EXERCISE MATERIAL:
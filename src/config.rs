//! Configuration management for the playlist converter.
//!
//! This module handles loading and accessing configuration values from environment
//! variables and `.env` files. It provides a centralized way to manage application
//! configuration including Spotify API credentials, server settings, and other
//! runtime parameters.
//!
//! The configuration system follows a hierarchical approach:
//! 1. Environment variables (highest priority)
//! 2. `.env` file in the local data directory
//! 3. Application defaults (where applicable)

use dotenv;
use std::{env, path::PathBuf};

/// Loads environment variables from a `.env` file in the local data directory.
///
/// Creates the necessary directory structure if it doesn't exist and loads
/// environment variables from a `.env` file located in the platform-specific
/// local data directory under `plportcli/.env`. This allows users to store
/// configuration securely without hardcoding sensitive values.
///
/// # Directory Structure
///
/// The function looks for the `.env` file in:
/// - Linux: `~/.local/share/plportcli/.env`
/// - macOS: `~/Library/Application Support/plportcli/.env`
/// - Windows: `%LOCALAPPDATA%/plportcli/.env`
///
/// # Errors
///
/// This function will return an error if:
/// - The parent directory cannot be created
/// - The `.env` file cannot be read or parsed
pub async fn load_env() -> Result<(), String> {
    let mut path = dirs::data_local_dir().unwrap_or_else(|| PathBuf::from("."));
    path.push("plportcli/.env");
    if let Some(parent) = path.parent() {
        async_fs::create_dir_all(parent)
            .await
            .map_err(|e| e.to_string())?;
    }

    dotenv::from_path(path).map_err(|e| e.to_string())?;
    Ok(())
}

/// Returns the server address for the local OAuth callback server.
///
/// Retrieves the `SERVER_ADDRESS` environment variable which specifies
/// the address and port where the local HTTP server should bind for
/// handling OAuth callbacks during the authentication flow.
///
/// # Panics
///
/// Panics if the `SERVER_ADDRESS` environment variable is not set.
pub fn server_addr() -> String {
    env::var("SERVER_ADDRESS").expect("SERVER_ADDRESS must be set")
}

/// Returns the Spotify API client ID for authentication.
///
/// Retrieves the `SPOTIFY_API_AUTH_CLIENT_ID` environment variable which
/// contains the client ID obtained when registering the application with
/// Spotify's developer platform.
///
/// # Panics
///
/// Panics if the `SPOTIFY_API_AUTH_CLIENT_ID` environment variable is not set.
pub fn spotify_client_id() -> String {
    env::var("SPOTIFY_API_AUTH_CLIENT_ID").expect("SPOTIFY_API_AUTH_CLIENT_ID must be set")
}

/// Returns the Spotify OAuth redirect URI.
///
/// Retrieves the `SPOTIFY_API_REDIRECT_URI` environment variable which specifies
/// the callback URL that Spotify should redirect to after user authorization.
/// This must match the redirect URI registered in the Spotify application settings.
///
/// # Panics
///
/// Panics if the `SPOTIFY_API_REDIRECT_URI` environment variable is not set.
pub fn spotify_redirect_uri() -> String {
    env::var("SPOTIFY_API_REDIRECT_URI").expect("SPOTIFY_API_REDIRECT_URI must be set")
}

/// Returns the Spotify API scope permissions.
///
/// Retrieves the `SPOTIFY_API_AUTH_SCOPE` environment variable which defines
/// the scope of permissions requested during OAuth authentication. Playlist
/// creation needs `playlist-modify-public playlist-modify-private`.
///
/// # Panics
///
/// Panics if the `SPOTIFY_API_AUTH_SCOPE` environment variable is not set.
pub fn spotify_scope() -> String {
    env::var("SPOTIFY_API_AUTH_SCOPE").expect("SPOTIFY_API_AUTH_SCOPE must be set")
}

/// Returns the Spotify OAuth authorization URL.
///
/// Retrieves the `SPOTIFY_API_AUTH_URL` environment variable which contains
/// the base URL for Spotify's OAuth authorization endpoint. This is where
/// users are redirected to grant permissions to the application.
///
/// # Panics
///
/// Panics if the `SPOTIFY_API_AUTH_URL` environment variable is not set.
pub fn spotify_apiauth_url() -> String {
    env::var("SPOTIFY_API_AUTH_URL").expect("SPOTIFY_API_AUTH_URL must be set")
}

/// Returns the Spotify Web API base URL.
///
/// Retrieves the `SPOTIFY_API_URL` environment variable which contains the
/// base URL for Spotify's Web API endpoints. This is used for all API
/// operations after authentication.
///
/// # Panics
///
/// Panics if the `SPOTIFY_API_URL` environment variable is not set.
pub fn spotify_apiurl() -> String {
    env::var("SPOTIFY_API_URL").expect("SPOTIFY_API_URL must be set")
}

/// Returns the Spotify OAuth token exchange URL.
///
/// Retrieves the `SPOTIFY_API_TOKEN_URL` environment variable which contains
/// the URL for exchanging authorization codes for access tokens during the
/// OAuth flow. This is used in the final step of authentication.
///
/// # Panics
///
/// Panics if the `SPOTIFY_API_TOKEN_URL` environment variable is not set.
pub fn spotify_apitoken_url() -> String {
    env::var("SPOTIFY_API_TOKEN_URL").expect("SPOTIFY_API_TOKEN_URL must be set")
}

/// Returns the YouTube base URL used to fetch playlist pages.
///
/// Retrieves the `YOUTUBE_BASE_URL` environment variable, defaulting to
/// `https://www.youtube.com` when unset. Overriding this is mainly useful
/// for pointing the scraper at a local fixture server.
pub fn youtube_base_url() -> String {
    env::var("YOUTUBE_BASE_URL").unwrap_or_else(|_| "https://www.youtube.com".to_string())
}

WHAT TO DO:
Search the entries for the word "during" and copy every line that holds it.

SOLUTION FOR THIS PROBLEM:
/// handling OAuth callbacks during the authentication flow.
/// the scope of permissions requested during OAuth authentication. Playlist
/// the URL for exchanging authorization codes for access tokens during the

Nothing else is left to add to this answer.